[Problem statement] Extract all lines that hold "deadline" from the records below.

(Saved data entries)
==========

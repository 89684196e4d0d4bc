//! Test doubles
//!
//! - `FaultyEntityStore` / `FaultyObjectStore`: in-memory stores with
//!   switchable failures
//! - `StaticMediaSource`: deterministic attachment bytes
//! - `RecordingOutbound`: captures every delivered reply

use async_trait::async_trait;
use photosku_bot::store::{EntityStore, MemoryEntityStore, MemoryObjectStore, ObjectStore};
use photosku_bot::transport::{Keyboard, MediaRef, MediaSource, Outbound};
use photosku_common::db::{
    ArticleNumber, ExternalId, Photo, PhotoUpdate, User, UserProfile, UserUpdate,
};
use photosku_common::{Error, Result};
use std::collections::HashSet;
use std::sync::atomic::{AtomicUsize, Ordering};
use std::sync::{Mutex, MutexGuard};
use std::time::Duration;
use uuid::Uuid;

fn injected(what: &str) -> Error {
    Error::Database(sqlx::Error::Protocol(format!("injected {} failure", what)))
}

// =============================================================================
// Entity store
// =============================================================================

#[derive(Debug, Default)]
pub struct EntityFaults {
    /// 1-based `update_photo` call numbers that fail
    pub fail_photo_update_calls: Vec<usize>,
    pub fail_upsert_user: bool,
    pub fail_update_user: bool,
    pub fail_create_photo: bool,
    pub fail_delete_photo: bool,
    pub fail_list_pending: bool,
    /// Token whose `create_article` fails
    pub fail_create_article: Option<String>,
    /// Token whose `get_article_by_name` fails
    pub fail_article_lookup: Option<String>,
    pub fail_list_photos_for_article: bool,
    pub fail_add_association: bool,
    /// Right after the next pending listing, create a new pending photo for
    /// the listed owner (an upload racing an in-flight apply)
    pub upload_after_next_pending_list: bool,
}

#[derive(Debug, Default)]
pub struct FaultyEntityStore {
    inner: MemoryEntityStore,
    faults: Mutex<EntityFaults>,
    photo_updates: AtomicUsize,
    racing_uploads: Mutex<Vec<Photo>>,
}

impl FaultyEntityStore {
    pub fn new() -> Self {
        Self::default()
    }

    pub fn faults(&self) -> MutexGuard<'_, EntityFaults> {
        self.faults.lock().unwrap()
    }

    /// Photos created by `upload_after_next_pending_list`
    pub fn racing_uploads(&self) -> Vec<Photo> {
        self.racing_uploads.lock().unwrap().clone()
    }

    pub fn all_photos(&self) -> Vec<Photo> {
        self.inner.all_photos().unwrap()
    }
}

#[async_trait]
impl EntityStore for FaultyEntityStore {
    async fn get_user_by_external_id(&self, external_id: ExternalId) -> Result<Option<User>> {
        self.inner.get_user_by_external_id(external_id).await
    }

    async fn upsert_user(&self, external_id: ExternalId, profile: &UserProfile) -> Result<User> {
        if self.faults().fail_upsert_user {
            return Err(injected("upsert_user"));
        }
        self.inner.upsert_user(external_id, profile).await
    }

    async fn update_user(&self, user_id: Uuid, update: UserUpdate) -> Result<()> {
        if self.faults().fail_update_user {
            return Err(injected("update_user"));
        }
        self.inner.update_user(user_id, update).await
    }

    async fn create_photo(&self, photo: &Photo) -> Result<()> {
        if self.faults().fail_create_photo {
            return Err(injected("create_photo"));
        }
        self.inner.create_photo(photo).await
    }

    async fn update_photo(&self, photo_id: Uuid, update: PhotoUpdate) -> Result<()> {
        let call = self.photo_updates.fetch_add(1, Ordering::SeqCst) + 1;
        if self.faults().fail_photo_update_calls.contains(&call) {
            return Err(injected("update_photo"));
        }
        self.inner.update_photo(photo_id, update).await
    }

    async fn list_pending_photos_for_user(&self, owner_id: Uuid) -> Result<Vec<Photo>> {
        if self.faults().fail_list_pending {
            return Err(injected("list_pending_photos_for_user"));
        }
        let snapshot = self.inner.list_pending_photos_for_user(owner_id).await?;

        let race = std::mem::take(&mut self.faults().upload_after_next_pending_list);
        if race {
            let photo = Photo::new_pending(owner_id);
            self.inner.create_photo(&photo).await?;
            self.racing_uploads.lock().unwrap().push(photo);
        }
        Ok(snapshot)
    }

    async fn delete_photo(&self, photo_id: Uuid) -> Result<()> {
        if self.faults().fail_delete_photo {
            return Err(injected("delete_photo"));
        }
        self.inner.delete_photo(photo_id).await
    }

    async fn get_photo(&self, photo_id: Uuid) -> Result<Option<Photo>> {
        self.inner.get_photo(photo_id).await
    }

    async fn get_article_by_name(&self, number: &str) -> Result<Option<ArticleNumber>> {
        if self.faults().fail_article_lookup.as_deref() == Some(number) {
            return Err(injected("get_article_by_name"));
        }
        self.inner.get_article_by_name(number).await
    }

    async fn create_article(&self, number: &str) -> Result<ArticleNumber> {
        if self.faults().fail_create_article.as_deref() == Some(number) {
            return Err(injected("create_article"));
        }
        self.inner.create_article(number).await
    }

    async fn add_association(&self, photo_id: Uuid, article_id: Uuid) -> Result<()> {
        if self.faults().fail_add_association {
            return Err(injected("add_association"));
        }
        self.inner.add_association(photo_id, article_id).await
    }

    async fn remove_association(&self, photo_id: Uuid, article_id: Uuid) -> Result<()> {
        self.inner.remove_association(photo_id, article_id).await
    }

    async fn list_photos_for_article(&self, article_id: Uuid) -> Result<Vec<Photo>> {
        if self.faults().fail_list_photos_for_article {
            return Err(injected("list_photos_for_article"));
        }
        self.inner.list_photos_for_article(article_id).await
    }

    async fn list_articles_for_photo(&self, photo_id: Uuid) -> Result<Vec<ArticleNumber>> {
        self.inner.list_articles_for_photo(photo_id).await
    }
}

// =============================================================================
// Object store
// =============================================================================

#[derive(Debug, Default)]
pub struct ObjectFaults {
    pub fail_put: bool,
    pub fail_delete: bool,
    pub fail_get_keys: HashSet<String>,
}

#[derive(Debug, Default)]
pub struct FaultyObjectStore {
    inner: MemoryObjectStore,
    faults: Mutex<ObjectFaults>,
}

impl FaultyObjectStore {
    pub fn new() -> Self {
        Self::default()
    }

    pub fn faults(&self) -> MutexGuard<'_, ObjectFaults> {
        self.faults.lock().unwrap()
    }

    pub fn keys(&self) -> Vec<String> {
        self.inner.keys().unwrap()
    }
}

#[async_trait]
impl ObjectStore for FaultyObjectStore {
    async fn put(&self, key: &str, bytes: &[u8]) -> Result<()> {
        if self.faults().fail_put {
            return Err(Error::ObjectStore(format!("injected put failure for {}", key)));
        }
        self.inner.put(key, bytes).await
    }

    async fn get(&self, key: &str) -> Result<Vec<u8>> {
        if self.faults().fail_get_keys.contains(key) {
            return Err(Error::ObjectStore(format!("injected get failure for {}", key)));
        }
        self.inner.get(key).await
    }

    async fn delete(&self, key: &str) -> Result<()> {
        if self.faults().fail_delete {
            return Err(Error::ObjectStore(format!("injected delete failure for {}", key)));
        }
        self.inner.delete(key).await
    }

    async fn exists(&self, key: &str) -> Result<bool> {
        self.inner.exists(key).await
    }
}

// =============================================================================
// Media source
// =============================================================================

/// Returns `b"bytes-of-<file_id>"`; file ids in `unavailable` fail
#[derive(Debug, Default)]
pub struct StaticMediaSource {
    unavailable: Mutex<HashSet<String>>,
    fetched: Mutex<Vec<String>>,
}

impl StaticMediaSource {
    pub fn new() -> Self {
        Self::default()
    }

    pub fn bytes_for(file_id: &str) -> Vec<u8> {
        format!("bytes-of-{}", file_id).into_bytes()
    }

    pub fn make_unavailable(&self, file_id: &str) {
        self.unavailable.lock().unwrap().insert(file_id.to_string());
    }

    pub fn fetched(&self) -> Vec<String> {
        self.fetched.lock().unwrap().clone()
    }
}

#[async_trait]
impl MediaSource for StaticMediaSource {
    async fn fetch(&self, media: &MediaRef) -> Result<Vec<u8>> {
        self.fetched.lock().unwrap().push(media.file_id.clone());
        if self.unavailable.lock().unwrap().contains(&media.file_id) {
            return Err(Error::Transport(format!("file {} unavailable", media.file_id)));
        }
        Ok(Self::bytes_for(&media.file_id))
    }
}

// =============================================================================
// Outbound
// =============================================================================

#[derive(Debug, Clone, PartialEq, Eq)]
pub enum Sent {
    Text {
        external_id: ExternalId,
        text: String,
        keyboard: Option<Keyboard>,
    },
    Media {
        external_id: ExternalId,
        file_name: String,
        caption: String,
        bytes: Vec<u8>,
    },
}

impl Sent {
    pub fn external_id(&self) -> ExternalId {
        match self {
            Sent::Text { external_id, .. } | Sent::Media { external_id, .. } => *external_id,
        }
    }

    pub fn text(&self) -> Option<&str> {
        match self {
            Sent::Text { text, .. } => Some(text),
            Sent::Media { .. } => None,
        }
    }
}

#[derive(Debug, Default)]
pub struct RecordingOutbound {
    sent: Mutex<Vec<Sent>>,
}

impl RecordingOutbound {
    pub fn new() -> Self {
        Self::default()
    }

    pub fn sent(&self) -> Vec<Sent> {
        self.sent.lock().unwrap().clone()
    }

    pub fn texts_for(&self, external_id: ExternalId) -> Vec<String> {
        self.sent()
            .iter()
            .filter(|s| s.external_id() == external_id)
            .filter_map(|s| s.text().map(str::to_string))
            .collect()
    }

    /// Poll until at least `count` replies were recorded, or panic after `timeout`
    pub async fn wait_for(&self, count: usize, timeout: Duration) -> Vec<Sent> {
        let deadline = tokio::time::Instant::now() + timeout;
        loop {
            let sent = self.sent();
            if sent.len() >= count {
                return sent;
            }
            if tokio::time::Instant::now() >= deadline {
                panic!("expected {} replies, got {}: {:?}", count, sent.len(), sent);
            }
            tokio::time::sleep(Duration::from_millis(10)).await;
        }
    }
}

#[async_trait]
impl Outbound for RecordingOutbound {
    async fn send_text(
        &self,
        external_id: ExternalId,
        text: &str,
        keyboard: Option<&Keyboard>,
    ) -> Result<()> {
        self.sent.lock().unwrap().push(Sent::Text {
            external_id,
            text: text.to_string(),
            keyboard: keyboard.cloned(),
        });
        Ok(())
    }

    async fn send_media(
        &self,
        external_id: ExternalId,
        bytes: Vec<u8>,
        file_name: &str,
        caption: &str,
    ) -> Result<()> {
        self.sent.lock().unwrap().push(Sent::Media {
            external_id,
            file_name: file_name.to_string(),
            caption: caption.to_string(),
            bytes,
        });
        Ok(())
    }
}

==========

[Answer area]
        let deadline = tokio::time::Instant::now() + timeout;
            if tokio::time::Instant::now() >= deadline {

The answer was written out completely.